If a line in the data below contains "Mutex", copy it.

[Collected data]
----

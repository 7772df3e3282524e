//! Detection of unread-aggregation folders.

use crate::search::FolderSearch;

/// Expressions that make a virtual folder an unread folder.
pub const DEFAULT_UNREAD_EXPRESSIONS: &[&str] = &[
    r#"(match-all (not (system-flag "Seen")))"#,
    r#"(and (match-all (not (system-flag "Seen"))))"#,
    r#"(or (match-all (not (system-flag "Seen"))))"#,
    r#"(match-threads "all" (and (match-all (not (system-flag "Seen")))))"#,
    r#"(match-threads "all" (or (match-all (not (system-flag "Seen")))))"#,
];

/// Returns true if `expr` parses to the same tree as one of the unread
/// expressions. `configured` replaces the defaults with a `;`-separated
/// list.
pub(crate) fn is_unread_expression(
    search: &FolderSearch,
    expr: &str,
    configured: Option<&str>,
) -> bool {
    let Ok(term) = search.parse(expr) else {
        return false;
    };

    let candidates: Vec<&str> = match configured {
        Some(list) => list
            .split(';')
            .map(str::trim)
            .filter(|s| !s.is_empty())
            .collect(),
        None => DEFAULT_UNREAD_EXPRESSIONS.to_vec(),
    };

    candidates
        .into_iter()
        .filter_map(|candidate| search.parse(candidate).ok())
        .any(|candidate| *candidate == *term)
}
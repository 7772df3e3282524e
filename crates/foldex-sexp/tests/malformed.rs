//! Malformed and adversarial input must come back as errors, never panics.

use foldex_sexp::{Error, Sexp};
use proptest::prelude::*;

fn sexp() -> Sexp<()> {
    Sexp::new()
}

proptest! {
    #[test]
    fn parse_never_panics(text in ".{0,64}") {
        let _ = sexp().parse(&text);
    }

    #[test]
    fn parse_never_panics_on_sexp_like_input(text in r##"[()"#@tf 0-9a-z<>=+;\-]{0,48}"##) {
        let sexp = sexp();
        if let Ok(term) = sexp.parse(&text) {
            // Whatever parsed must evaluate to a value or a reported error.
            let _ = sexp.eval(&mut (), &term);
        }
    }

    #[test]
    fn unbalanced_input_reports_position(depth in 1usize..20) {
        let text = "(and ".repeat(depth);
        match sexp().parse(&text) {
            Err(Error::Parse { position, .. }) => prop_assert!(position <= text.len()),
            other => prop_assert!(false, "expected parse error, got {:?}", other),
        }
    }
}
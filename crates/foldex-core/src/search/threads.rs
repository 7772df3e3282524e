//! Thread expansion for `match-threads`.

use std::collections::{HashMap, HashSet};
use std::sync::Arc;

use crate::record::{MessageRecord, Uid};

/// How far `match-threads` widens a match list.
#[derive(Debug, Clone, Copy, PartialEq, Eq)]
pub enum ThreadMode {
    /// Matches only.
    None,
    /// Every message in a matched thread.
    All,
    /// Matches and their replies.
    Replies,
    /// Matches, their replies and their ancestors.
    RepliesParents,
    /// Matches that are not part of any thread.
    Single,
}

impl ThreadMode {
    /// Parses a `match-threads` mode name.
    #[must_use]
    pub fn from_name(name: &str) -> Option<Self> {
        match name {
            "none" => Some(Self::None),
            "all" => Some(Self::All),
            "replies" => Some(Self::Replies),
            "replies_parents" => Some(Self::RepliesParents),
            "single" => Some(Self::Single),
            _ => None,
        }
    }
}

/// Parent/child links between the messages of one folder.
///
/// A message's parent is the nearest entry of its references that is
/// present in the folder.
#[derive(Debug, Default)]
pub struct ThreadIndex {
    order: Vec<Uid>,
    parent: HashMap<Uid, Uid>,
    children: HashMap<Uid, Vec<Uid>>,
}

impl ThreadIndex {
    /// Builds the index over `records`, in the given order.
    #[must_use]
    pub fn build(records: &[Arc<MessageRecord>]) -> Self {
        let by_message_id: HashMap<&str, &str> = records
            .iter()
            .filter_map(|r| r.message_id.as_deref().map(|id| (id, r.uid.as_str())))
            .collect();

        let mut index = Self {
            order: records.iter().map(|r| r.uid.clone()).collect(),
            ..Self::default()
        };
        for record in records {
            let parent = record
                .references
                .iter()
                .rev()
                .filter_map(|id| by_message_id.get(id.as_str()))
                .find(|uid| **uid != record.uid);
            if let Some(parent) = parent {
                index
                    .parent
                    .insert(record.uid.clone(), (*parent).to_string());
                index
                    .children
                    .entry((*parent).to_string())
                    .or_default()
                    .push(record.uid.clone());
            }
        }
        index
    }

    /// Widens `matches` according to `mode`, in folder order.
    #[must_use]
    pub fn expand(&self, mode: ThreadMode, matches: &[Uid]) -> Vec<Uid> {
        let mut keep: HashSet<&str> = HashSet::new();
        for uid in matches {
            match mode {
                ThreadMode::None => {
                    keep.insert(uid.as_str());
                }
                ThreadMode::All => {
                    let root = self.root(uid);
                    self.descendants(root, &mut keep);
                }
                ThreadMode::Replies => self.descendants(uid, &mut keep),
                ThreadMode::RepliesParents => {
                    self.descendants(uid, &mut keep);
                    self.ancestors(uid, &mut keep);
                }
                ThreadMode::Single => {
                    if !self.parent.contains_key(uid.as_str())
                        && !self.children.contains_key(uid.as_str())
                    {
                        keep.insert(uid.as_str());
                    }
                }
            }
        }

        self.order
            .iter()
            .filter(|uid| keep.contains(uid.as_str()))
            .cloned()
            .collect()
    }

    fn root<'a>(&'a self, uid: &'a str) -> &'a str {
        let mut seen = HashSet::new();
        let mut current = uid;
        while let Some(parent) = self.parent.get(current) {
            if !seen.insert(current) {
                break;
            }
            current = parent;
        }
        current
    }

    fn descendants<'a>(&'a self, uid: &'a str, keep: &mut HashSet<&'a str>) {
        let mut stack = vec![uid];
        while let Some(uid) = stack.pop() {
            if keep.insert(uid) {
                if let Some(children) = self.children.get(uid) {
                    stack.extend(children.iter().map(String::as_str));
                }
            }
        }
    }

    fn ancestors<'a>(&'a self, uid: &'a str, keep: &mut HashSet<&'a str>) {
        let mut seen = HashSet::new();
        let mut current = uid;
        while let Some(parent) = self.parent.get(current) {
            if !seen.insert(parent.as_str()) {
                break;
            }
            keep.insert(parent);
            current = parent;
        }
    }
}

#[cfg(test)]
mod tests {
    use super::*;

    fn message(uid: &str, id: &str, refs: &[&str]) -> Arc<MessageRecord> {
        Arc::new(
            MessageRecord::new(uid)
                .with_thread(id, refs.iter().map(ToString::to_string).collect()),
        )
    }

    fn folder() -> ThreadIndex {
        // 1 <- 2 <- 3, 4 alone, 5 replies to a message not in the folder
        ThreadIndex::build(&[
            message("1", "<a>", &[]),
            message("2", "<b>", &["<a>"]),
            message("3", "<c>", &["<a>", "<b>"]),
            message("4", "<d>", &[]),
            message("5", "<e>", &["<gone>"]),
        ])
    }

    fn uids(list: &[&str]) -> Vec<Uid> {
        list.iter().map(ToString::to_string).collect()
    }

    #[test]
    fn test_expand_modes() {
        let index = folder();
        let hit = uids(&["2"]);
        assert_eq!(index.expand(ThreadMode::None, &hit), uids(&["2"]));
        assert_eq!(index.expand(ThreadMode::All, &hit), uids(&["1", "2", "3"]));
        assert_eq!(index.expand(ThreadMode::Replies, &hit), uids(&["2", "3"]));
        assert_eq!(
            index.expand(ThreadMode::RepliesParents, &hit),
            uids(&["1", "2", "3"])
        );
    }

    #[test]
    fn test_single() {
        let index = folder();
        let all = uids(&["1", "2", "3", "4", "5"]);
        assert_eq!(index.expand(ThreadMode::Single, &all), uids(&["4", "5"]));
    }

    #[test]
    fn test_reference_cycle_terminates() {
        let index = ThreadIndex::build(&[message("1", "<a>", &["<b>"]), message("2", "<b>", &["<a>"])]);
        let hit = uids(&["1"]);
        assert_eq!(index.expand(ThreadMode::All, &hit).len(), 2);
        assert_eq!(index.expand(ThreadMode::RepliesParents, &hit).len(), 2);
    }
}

----

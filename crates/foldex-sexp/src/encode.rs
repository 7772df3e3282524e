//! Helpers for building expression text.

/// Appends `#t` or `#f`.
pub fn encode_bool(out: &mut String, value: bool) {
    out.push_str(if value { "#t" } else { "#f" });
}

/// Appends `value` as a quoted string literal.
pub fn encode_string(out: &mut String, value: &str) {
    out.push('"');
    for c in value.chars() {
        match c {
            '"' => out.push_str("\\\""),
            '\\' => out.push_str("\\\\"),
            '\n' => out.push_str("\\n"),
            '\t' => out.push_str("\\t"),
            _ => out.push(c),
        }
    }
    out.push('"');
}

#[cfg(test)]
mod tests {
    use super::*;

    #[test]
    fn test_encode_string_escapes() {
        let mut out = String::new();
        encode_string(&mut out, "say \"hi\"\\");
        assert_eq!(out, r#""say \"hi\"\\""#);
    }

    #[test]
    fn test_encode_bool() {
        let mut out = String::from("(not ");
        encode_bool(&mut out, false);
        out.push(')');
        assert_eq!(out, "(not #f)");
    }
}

----

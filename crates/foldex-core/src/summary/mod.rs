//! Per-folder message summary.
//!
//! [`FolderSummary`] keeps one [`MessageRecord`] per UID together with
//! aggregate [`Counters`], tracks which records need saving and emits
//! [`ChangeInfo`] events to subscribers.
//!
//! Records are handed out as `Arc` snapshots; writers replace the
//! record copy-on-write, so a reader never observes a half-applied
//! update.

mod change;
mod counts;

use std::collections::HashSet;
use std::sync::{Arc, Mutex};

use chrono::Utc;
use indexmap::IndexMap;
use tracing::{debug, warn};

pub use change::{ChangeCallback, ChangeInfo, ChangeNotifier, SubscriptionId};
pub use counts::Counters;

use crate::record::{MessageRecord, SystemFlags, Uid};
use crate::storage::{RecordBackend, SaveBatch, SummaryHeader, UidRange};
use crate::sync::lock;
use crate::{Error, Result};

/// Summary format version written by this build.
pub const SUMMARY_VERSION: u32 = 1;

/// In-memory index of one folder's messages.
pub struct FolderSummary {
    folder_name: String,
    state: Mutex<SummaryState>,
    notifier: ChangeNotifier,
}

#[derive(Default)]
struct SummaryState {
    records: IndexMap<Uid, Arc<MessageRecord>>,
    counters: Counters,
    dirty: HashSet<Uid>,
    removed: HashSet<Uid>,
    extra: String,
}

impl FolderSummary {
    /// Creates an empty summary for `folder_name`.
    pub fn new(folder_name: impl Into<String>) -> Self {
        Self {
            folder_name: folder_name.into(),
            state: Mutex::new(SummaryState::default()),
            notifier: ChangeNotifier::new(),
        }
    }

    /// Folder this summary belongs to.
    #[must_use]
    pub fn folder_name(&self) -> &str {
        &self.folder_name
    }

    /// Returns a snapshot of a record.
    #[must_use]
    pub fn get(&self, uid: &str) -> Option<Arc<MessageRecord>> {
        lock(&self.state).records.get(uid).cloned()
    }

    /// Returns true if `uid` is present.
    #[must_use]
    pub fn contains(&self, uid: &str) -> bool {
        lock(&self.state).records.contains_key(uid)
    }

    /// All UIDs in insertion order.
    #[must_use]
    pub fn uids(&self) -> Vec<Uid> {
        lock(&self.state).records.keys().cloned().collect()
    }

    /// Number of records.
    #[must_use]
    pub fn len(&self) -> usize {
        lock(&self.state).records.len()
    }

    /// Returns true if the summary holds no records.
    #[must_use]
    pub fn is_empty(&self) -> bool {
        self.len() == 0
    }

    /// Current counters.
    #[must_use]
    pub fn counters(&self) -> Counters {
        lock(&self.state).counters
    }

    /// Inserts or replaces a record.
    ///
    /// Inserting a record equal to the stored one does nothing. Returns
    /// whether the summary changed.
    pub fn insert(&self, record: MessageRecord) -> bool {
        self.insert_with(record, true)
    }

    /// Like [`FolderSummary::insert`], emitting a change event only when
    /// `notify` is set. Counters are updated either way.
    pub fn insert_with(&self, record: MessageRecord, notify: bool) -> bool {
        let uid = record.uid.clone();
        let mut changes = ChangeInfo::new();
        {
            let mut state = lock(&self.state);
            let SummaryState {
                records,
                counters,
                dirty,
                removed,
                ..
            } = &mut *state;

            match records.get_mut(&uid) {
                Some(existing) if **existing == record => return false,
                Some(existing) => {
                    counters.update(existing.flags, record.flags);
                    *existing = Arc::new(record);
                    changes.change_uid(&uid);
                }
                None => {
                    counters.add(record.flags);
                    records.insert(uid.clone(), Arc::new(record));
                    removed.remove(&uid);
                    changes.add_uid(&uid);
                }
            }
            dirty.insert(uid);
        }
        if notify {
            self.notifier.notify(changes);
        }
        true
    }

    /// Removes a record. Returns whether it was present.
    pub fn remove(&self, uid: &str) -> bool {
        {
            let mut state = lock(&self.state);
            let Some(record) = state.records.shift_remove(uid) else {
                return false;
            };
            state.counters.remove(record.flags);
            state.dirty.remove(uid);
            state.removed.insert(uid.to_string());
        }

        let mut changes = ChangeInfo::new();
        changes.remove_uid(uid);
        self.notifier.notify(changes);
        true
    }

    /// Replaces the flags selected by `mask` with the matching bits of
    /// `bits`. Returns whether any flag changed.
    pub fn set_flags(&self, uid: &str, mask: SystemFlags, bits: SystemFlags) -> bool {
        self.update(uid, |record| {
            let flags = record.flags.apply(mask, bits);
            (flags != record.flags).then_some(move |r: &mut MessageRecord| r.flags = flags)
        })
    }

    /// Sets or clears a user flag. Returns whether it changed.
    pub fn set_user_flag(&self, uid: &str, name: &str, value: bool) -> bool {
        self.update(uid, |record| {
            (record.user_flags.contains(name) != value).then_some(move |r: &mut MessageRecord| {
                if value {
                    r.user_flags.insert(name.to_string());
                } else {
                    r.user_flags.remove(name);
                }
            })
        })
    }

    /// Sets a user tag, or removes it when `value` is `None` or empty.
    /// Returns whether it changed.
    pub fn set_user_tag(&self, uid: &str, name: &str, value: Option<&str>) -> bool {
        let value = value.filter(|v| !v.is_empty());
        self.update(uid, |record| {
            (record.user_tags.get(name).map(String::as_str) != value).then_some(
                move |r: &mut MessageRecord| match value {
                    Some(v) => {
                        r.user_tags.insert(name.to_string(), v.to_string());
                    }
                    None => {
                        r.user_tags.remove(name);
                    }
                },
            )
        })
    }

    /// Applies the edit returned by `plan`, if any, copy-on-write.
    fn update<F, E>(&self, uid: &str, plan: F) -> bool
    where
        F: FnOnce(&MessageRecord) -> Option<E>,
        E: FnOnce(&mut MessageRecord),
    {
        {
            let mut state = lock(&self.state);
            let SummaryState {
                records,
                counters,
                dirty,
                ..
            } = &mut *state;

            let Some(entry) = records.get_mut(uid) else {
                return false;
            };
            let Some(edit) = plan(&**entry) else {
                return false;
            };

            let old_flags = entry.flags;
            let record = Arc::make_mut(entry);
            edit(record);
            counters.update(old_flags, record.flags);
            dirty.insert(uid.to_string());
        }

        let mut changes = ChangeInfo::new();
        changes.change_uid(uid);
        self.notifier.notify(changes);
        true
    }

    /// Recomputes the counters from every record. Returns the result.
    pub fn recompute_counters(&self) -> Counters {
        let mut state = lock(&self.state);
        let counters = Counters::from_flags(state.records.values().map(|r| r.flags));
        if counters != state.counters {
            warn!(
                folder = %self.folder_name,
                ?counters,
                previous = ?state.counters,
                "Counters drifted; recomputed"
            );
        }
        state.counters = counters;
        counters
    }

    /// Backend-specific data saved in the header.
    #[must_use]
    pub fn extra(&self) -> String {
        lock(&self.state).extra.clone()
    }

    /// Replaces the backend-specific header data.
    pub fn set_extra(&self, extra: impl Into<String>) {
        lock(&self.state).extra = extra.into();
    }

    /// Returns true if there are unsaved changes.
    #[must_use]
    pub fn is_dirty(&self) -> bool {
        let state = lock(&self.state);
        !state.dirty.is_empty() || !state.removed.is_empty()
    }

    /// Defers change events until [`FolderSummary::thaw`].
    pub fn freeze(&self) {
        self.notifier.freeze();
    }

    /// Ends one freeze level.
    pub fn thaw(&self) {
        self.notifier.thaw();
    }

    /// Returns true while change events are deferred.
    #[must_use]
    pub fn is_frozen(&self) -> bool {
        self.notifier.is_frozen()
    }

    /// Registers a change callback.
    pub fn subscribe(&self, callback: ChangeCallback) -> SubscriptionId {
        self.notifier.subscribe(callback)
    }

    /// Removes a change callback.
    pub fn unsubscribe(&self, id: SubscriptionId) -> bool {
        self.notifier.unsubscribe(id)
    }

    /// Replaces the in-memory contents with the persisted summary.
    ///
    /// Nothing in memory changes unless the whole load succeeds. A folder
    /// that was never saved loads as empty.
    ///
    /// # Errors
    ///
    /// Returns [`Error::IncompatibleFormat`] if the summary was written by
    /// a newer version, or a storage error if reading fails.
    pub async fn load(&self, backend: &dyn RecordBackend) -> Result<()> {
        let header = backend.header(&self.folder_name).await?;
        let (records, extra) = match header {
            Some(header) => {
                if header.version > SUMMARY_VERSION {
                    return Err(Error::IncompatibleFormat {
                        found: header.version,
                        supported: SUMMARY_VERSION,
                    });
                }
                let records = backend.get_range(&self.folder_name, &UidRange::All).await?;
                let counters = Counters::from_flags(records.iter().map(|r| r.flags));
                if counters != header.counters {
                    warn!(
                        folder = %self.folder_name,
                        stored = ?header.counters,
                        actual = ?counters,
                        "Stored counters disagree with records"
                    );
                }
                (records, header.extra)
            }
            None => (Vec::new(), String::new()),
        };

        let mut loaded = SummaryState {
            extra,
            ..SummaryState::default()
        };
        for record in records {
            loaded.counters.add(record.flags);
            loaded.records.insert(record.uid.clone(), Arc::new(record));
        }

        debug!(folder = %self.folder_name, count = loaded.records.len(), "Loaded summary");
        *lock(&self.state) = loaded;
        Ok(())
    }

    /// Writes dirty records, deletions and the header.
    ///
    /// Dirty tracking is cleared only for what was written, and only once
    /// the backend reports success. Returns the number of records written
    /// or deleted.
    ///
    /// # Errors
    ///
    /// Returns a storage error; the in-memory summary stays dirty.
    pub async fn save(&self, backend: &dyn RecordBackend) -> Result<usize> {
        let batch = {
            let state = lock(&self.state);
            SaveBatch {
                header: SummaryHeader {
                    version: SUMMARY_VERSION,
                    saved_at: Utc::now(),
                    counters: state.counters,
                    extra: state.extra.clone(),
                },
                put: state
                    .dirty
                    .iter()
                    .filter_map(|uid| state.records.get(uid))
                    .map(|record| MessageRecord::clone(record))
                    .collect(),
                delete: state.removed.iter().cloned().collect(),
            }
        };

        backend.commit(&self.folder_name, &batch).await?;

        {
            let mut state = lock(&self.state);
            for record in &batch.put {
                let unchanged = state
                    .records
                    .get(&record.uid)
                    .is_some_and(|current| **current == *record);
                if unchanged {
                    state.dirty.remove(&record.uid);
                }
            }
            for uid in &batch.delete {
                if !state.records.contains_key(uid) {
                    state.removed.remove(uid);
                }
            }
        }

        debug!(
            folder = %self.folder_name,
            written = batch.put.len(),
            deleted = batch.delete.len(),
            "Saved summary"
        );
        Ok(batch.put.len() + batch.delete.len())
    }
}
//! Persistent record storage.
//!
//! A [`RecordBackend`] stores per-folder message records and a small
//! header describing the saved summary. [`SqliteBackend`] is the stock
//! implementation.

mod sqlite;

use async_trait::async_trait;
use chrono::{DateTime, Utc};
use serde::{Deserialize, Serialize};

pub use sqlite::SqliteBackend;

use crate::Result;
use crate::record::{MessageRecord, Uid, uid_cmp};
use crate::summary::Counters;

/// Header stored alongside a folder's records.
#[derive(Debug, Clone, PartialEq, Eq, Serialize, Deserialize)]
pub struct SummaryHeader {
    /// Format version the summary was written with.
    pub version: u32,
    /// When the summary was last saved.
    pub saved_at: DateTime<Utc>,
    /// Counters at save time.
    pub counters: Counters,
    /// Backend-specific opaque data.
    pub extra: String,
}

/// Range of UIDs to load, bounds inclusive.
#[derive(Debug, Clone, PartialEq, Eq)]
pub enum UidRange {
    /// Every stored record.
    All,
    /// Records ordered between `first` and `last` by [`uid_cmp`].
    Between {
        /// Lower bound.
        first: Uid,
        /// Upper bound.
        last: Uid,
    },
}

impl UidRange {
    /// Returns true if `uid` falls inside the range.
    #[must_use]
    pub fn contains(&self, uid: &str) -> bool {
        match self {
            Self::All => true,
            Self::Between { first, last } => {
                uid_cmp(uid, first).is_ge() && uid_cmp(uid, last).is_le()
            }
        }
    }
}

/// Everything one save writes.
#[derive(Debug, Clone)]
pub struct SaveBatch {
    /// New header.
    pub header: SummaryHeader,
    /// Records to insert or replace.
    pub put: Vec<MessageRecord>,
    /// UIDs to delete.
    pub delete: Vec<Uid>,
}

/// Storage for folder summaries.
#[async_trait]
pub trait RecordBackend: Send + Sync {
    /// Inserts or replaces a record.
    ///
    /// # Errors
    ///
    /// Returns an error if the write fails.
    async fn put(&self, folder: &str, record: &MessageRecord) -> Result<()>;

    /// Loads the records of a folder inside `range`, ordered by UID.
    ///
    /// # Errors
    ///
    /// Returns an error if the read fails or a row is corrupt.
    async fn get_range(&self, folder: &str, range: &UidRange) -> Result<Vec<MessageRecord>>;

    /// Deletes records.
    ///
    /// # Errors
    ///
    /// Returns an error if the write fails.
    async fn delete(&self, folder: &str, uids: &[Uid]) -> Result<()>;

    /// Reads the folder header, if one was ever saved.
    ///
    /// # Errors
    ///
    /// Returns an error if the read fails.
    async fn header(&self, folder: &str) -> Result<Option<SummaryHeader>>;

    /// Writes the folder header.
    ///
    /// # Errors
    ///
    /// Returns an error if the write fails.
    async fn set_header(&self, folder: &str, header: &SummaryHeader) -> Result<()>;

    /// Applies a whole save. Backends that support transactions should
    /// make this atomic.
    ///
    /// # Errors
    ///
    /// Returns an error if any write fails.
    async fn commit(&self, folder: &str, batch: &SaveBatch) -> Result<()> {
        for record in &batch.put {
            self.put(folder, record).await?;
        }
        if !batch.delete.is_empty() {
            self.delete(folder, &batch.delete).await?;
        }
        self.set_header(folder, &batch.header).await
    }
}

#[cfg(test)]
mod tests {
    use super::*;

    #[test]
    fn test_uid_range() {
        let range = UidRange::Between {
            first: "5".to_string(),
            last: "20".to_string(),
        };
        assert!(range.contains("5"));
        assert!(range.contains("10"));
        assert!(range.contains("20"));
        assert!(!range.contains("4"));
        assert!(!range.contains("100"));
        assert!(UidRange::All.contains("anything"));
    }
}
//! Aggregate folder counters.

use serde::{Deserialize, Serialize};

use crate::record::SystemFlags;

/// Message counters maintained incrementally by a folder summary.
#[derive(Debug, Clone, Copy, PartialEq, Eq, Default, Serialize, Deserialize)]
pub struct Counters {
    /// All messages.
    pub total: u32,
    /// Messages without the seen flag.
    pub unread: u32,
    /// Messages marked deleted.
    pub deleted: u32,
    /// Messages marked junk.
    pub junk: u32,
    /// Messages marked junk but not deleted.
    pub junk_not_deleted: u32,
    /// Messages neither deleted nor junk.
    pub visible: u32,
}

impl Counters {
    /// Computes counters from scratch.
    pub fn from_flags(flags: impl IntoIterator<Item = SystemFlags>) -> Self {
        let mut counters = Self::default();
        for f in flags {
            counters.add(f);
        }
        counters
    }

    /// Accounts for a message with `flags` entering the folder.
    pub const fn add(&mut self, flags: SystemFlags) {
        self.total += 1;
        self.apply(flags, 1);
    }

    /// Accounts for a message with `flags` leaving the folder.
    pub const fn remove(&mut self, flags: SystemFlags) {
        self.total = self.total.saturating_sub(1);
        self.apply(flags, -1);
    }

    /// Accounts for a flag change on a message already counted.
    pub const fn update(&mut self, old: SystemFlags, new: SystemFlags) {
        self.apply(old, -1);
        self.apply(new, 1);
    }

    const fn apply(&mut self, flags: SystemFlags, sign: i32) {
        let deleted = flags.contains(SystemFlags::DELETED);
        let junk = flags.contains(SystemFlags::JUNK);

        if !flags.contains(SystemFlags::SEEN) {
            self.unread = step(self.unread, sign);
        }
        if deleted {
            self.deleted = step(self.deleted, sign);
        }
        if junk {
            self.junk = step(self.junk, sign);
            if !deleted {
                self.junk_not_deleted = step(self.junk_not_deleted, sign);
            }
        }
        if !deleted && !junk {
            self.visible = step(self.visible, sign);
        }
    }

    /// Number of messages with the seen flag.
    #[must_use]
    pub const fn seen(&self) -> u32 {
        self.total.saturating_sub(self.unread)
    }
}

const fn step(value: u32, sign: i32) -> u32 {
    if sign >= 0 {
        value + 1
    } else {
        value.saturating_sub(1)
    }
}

----

» **Response**
use std::sync::{Arc, Mutex};
    state: Mutex<SummaryState>,
            state: Mutex::new(SummaryState::default()),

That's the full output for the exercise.